(About this exercise):
Check each line of the records below and collect those holding "AudioInputProvider".

Saved data entries:
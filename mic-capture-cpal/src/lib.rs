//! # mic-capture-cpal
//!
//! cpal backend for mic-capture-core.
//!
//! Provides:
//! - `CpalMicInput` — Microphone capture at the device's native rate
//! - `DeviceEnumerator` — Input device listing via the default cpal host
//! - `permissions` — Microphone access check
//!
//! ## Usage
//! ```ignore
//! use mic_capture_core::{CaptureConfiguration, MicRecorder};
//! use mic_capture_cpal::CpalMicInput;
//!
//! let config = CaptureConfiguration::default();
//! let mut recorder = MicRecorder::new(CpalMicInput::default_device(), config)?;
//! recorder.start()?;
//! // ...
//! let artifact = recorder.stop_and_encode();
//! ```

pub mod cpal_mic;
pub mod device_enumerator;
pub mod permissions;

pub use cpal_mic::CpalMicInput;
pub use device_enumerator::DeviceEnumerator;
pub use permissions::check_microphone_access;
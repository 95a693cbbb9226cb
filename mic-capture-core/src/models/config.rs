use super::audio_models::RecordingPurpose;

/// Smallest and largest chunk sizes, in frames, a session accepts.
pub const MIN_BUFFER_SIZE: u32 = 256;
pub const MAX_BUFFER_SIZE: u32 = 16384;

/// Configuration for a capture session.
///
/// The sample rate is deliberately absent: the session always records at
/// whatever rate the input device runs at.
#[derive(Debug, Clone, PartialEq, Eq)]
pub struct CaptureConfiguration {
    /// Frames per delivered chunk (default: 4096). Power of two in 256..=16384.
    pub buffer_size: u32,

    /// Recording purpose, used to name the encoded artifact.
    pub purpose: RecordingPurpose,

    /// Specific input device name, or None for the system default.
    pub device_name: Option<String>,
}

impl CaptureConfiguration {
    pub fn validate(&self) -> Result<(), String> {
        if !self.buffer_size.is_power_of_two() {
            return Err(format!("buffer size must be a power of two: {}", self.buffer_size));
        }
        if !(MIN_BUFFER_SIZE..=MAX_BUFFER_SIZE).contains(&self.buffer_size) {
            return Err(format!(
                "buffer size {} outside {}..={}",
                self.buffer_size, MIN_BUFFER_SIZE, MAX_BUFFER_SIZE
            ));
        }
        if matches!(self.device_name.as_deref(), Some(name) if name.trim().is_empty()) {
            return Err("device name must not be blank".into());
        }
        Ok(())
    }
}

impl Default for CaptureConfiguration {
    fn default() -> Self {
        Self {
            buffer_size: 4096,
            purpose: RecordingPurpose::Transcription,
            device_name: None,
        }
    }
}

* * *

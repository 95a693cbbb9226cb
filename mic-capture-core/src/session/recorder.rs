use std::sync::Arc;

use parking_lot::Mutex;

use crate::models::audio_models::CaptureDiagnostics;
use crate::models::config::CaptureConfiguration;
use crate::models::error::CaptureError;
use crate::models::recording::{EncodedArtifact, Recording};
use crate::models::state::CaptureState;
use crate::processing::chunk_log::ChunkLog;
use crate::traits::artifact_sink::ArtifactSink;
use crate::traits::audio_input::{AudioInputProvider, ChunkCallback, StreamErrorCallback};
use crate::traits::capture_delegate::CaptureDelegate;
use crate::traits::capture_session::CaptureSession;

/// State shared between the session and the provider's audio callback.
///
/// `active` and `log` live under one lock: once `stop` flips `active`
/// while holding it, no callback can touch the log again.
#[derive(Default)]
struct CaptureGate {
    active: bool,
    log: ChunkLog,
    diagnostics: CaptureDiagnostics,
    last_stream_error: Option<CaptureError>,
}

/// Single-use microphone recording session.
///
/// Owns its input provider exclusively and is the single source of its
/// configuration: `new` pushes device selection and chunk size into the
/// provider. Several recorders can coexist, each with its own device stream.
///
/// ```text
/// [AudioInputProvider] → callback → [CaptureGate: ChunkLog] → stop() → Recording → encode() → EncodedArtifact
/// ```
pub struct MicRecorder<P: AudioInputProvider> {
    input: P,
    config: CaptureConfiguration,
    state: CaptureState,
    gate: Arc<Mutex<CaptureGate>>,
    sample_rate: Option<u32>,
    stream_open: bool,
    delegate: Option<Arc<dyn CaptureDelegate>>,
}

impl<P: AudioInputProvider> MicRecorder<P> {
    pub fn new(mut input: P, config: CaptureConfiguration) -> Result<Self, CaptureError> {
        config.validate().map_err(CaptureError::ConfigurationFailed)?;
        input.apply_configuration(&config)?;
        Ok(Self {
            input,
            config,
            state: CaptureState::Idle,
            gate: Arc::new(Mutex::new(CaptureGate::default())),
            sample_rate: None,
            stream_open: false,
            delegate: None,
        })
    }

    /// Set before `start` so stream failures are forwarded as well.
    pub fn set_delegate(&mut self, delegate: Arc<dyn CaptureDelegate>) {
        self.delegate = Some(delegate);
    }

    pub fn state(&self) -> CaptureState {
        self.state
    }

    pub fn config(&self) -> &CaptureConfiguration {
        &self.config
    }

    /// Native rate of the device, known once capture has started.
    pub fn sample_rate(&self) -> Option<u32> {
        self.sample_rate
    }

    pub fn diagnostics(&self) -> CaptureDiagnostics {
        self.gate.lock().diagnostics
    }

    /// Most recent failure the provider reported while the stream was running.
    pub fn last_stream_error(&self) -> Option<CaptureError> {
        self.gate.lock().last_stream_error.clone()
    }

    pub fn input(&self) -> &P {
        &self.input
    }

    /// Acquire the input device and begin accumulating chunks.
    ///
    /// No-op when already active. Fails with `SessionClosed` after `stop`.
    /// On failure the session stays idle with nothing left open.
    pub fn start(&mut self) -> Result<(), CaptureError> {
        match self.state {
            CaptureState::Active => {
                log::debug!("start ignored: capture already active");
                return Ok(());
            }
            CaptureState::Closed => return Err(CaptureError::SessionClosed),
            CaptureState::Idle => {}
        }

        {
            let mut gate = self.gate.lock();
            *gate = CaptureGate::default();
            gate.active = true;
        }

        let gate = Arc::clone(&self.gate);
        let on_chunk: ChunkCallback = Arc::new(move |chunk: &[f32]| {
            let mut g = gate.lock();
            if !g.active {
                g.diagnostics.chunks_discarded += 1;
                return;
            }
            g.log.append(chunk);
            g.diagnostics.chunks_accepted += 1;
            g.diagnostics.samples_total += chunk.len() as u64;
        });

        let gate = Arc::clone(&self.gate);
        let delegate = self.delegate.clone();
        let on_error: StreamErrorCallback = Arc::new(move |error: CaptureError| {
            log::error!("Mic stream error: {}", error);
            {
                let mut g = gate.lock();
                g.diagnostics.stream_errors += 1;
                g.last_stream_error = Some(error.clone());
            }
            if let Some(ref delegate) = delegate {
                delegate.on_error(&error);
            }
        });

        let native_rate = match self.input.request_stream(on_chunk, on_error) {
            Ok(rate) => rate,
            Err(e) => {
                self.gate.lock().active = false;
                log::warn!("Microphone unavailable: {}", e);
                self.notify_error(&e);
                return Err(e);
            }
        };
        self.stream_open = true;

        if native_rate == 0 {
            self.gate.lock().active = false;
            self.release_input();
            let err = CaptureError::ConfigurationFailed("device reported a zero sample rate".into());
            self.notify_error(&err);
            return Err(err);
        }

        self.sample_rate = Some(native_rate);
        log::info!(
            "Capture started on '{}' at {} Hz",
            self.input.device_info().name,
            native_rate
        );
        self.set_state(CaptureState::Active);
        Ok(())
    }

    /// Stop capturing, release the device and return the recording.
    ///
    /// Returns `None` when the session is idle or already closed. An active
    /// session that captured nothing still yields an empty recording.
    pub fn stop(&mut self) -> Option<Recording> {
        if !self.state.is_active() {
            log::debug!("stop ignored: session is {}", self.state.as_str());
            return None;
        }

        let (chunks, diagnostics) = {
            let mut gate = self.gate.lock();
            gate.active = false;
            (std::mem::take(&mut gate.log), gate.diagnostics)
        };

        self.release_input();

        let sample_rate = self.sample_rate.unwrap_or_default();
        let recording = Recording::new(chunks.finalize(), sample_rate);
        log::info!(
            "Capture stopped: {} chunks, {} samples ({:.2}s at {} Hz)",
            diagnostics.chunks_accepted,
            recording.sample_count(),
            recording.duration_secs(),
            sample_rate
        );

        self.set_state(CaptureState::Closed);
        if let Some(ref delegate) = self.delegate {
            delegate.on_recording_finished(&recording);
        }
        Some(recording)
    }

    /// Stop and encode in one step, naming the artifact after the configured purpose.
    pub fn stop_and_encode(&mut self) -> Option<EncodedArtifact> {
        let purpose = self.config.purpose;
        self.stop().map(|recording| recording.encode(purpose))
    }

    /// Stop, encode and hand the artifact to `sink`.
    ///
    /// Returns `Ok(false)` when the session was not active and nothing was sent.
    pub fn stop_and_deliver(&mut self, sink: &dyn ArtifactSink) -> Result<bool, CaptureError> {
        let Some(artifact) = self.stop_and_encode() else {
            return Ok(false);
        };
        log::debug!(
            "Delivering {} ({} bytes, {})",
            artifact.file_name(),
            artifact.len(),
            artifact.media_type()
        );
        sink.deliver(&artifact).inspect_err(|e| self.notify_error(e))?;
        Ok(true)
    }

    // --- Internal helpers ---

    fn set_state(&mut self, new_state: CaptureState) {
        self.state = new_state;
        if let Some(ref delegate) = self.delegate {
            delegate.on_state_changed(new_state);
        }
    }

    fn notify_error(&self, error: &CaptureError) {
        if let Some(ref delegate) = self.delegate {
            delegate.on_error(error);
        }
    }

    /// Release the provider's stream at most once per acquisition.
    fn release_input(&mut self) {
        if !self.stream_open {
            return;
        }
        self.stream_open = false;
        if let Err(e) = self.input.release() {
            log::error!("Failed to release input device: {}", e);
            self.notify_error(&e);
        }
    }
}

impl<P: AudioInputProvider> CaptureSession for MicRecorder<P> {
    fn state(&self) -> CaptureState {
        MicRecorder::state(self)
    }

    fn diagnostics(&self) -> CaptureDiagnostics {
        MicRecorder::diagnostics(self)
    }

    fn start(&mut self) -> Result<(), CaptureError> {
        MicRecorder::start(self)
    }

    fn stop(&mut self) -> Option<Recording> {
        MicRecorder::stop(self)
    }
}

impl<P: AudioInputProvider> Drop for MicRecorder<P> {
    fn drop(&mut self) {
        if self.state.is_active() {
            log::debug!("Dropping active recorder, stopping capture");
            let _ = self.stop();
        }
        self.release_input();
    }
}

(Output for this exercise):
use crate::traits::audio_input::{AudioInputProvider, ChunkCallback, StreamErrorCallback};
/// [AudioInputProvider] → callback → [CaptureGate: ChunkLog] → stop() → Recording → encode() → EncodedArtifact
pub struct MicRecorder<P: AudioInputProvider> {
impl<P: AudioInputProvider> MicRecorder<P> {
impl<P: AudioInputProvider> CaptureSession for MicRecorder<P> {
impl<P: AudioInputProvider> Drop for MicRecorder<P> {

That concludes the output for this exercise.